As worry and stress seep into everyday life, researchers are turning to an old ally with fresh eyes: movement. A long-term Swedish study now suggests that what you do, how hard you push and why you exercise can all shape your risk of anxiety in the years ahead.
Why anxiety keeps hanging around when life looks “fine” on paper
Anxiety disorders usually don’t arrive overnight. They tend to appear early, often in the teenage years or young adulthood, and then settle in. Over time, they can affect sleep, energy, relationships and physical health, raising the odds of depression, chronic illness and even a shorter lifespan.
Treatments exist, from antidepressants to cognitive behavioural therapy (CBT). They can be life-changing for some, yet nearly half of patients do not get lasting relief. Symptoms fade, then creep back. The sense of mental “hyper-alert” often remains.

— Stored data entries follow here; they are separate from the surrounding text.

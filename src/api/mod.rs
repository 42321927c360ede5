//! API layer - HTTP endpoint handlers organized by domain.

mod extract;
mod health;
mod metrics;
mod notifications;
mod notify;
mod routes;
mod templates;
mod users;

pub use extract::{ApiJson, ApiPath, ApiQuery};
pub use health::health;
pub use metrics::prometheus_metrics;
pub use notifications::{
    count_notifications, get_notification, list_notifications, mark_all_read, mark_read,
    CountParams, CountResponse, ListParams, MarkReadResponse, NotificationListResponse,
};
pub use notify::{send_notification, NotifyResponse};
pub use routes::api_routes;
pub use templates::{list_templates, TemplateListResponse};
pub use users::{count_user_notifications, list_user_notifications, mark_user_read, MarkReadParams};
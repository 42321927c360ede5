use axum::{
    middleware,
    routing::{get, post},
    Router,
};

use crate::server::{api_key_auth, AppState};

use super::health::health;
use super::metrics::prometheus_metrics;
use super::notifications::{
    count_notifications, get_notification, list_notifications, mark_all_read, mark_read,
};
use super::notify::send_notification;
use super::templates::list_templates;
use super::users::{count_user_notifications, list_user_notifications, mark_user_read};

pub fn api_routes(state: AppState) -> Router<AppState> {
    // Caller-scoped endpoints, authenticated by bearer token
    let caller_routes = Router::new()
        .route("/notifications", get(list_notifications))
        .route("/notifications/count", get(count_notifications))
        .route("/notifications/read", post(mark_all_read))
        .route("/notifications/{id}", get(get_notification))
        .route("/notifications/{id}/read", post(mark_read));

    // Administrative endpoints, protected by API key
    let admin_routes = Router::new()
        .route("/users/{user_id}/notifications", get(list_user_notifications))
        .route(
            "/users/{user_id}/notifications/count",
            get(count_user_notifications),
        )
        .route("/users/{user_id}/notifications/read", post(mark_user_read))
        .route("/notify", post(send_notification))
        .route("/templates", get(list_templates))
        .route_layer(middleware::from_fn_with_state(state, api_key_auth));

    Router::new()
        // Health & Metrics
        .route("/health", get(health))
        .route("/metrics", get(prometheus_metrics))
        .nest("/api/v1", caller_routes.merge(admin_routes))
}
mod app;
mod middleware;
mod state;

pub use app::create_app;
pub use middleware::api_key_auth;
pub use state::AppState;
//! PostgreSQL-based notification store.
//!
//! Table structure (see `migrations/`):
//! - `notifications` - one row per recipient, `vars` as JSON text,
//!   `state` 1 = unread / 0 = read

use async_trait::async_trait;
use chrono::{DateTime, Utc};
use sqlx::{PgPool, Postgres, QueryBuilder};

use crate::metrics::{NotificationMetrics, StoreMetrics};

use super::entity::{EntityError, NewNotification, Notification, NotificationId, NotificationState};
use super::query::NotificationQuery;
use super::store::{NotificationStore, StoreError};

const BACKEND: &str = "postgres";

const COLUMNS: &str = "id, user_id, template, vars, state, tracking_id, created";

#[derive(Debug, sqlx::FromRow)]
struct NotificationRow {
    id: i64,
    user_id: String,
    template: String,
    vars: Option<String>,
    state: i16,
    tracking_id: Option<String>,
    created: DateTime<Utc>,
}

impl TryFrom<NotificationRow> for Notification {
    type Error = EntityError;

    fn try_from(row: NotificationRow) -> Result<Self, Self::Error> {
        Ok(Notification::from_stored(
            row.id,
            row.user_id,
            row.template,
            row.vars.unwrap_or_default(),
            NotificationState::try_from(row.state)?,
            row.tracking_id,
            row.created,
        ))
    }
}

fn into_notifications(rows: Vec<NotificationRow>) -> Result<Vec<Notification>, StoreError> {
    rows.into_iter()
        .map(|row| Notification::try_from(row).map_err(StoreError::from))
        .collect()
}

/// PostgreSQL notification store
pub struct PostgresNotificationStore {
    pool: PgPool,
}

impl PostgresNotificationStore {
    pub fn new(pool: PgPool) -> Self {
        Self { pool }
    }
}

/// Build the listing statement for a query
fn build_find_query(query: &NotificationQuery) -> QueryBuilder<'static, Postgres> {
    let mut builder: QueryBuilder<'static, Postgres> =
        QueryBuilder::new(format!("SELECT {} FROM notifications WHERE user_id = ", COLUMNS));
    builder.push_bind(query.user_id.clone());

    let filter = &query.filter;
    if let Some(state) = filter.state {
        builder.push(" AND state = ").push_bind(state.as_i16());
    }
    if let Some(template) = &filter.template {
        builder.push(" AND template = ").push_bind(template.clone());
    }
    if let Some(tracking_id) = &filter.tracking_id {
        builder.push(" AND tracking_id = ").push_bind(tracking_id.clone());
    }
    if let Some(after) = filter.created_after {
        builder.push(" AND created > ").push_bind(after);
    }
    if let Some(before) = filter.created_before {
        builder.push(" AND created < ").push_bind(before);
    }

    let direction = query.order.direction.sql();
    builder
        .push(" ORDER BY ")
        .push(query.order.field.column())
        .push(" ")
        .push(direction)
        .push(", id ")
        .push(direction);

    builder
}

#[async_trait]
impl NotificationStore for PostgresNotificationStore {
    fn backend_name(&self) -> &'static str {
        BACKEND
    }

    async fn insert_many(
        &self,
        drafts: Vec<NewNotification>,
    ) -> Result<Vec<Notification>, StoreError> {
        let _timer = StoreMetrics::start_timer(BACKEND, "insert_many");

        for draft in &drafts {
            draft.validate()?;
        }

        let mut tx = self.pool.begin().await?;
        let mut rows = Vec::with_capacity(drafts.len());

        for draft in &drafts {
            let row: NotificationRow = sqlx::query_as(&format!(
                r#"
                INSERT INTO notifications (user_id, template, vars, state, tracking_id)
                VALUES ($1, $2, $3, $4, $5)
                RETURNING {}
                "#,
                COLUMNS
            ))
            .bind(&draft.user_id)
            .bind(&draft.template)
            .bind(draft.vars.to_text())
            .bind(NotificationState::Unread.as_i16())
            .bind(&draft.tracking_id)
            .fetch_one(&mut *tx)
            .await?;

            rows.push(row);
        }

        tx.commit().await?;

        tracing::debug!(count = rows.len(), "Inserted notifications into PostgreSQL");

        into_notifications(rows)
    }

    async fn find(&self, query: &NotificationQuery) -> Result<Vec<Notification>, StoreError> {
        let _timer = StoreMetrics::start_timer(BACKEND, "find");

        let rows: Vec<NotificationRow> = build_find_query(query)
            .build_query_as()
            .fetch_all(&self.pool)
            .await?;

        into_notifications(rows)
    }

    async fn find_one(
        &self,
        user_id: &str,
        id: NotificationId,
    ) -> Result<Option<Notification>, StoreError> {
        let _timer = StoreMetrics::start_timer(BACKEND, "find_one");

        let row: Option<NotificationRow> = sqlx::query_as(&format!(
            "SELECT {} FROM notifications WHERE id = $1 AND user_id = $2",
            COLUMNS
        ))
        .bind(id)
        .bind(user_id)
        .fetch_optional(&self.pool)
        .await?;

        Ok(row.map(Notification::try_from).transpose()?)
    }

    async fn count(
        &self,
        user_id: &str,
        state: Option<NotificationState>,
    ) -> Result<u64, StoreError> {
        let _timer = StoreMetrics::start_timer(BACKEND, "count");

        let count: i64 = match state {
            Some(state) => {
                sqlx::query_scalar(
                    "SELECT COUNT(*) FROM notifications WHERE user_id = $1 AND state = $2",
                )
                .bind(user_id)
                .bind(state.as_i16())
                .fetch_one(&self.pool)
                .await?
            }
            None => {
                sqlx::query_scalar("SELECT COUNT(*) FROM notifications WHERE user_id = $1")
                    .bind(user_id)
                    .fetch_one(&self.pool)
                    .await?
            }
        };

        Ok(count.max(0) as u64)
    }

    async fn mark_read(
        &self,
        user_id: &str,
        id: Option<NotificationId>,
    ) -> Result<u64, StoreError> {
        let _timer = StoreMetrics::start_timer(BACKEND, "mark_read");

        let result = match id {
            Some(id) => {
                sqlx::query(
                    r#"
                    UPDATE notifications SET state = $1
                    WHERE user_id = $2 AND state = $3 AND id = $4
                    "#,
                )
                .bind(NotificationState::Read.as_i16())
                .bind(user_id)
                .bind(NotificationState::Unread.as_i16())
                .bind(id)
                .execute(&self.pool)
                .await?
            }
            None => {
                sqlx::query(
                    r#"
                    UPDATE notifications SET state = $1
                    WHERE user_id = $2 AND state = $3
                    "#,
                )
                .bind(NotificationState::Read.as_i16())
                .bind(user_id)
                .bind(NotificationState::Unread.as_i16())
                .execute(&self.pool)
                .await?
            }
        };

        let updated = result.rows_affected();
        NotificationMetrics::record_marked_read(updated);

        Ok(updated)
    }
}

Part of the problem lies in how closely anxiety is tied to the body. Tight shoulders, a racing heart, shaky hands and shallow breathing are not just side effects. They feed the fear. The body shouts “danger”, the brain believes it, and the cycle strengthens. Over time, the nervous system learns that this wired, tense state is normal.
That loop can make new habits hard to start, even when people know something might help. You want to move more, but your chest tightens at the idea of pushing your heart rate up. You plan to go to a class, but a knot in your stomach tells you to cancel.
This is one reason why body-based approaches have gained traction. Breathing methods, grounding techniques and simple mindfulness exercises work directly with the nervous system. They do not erase anxious thoughts. They help the body step out of “emergency mode”, which can soften those thoughts in turn.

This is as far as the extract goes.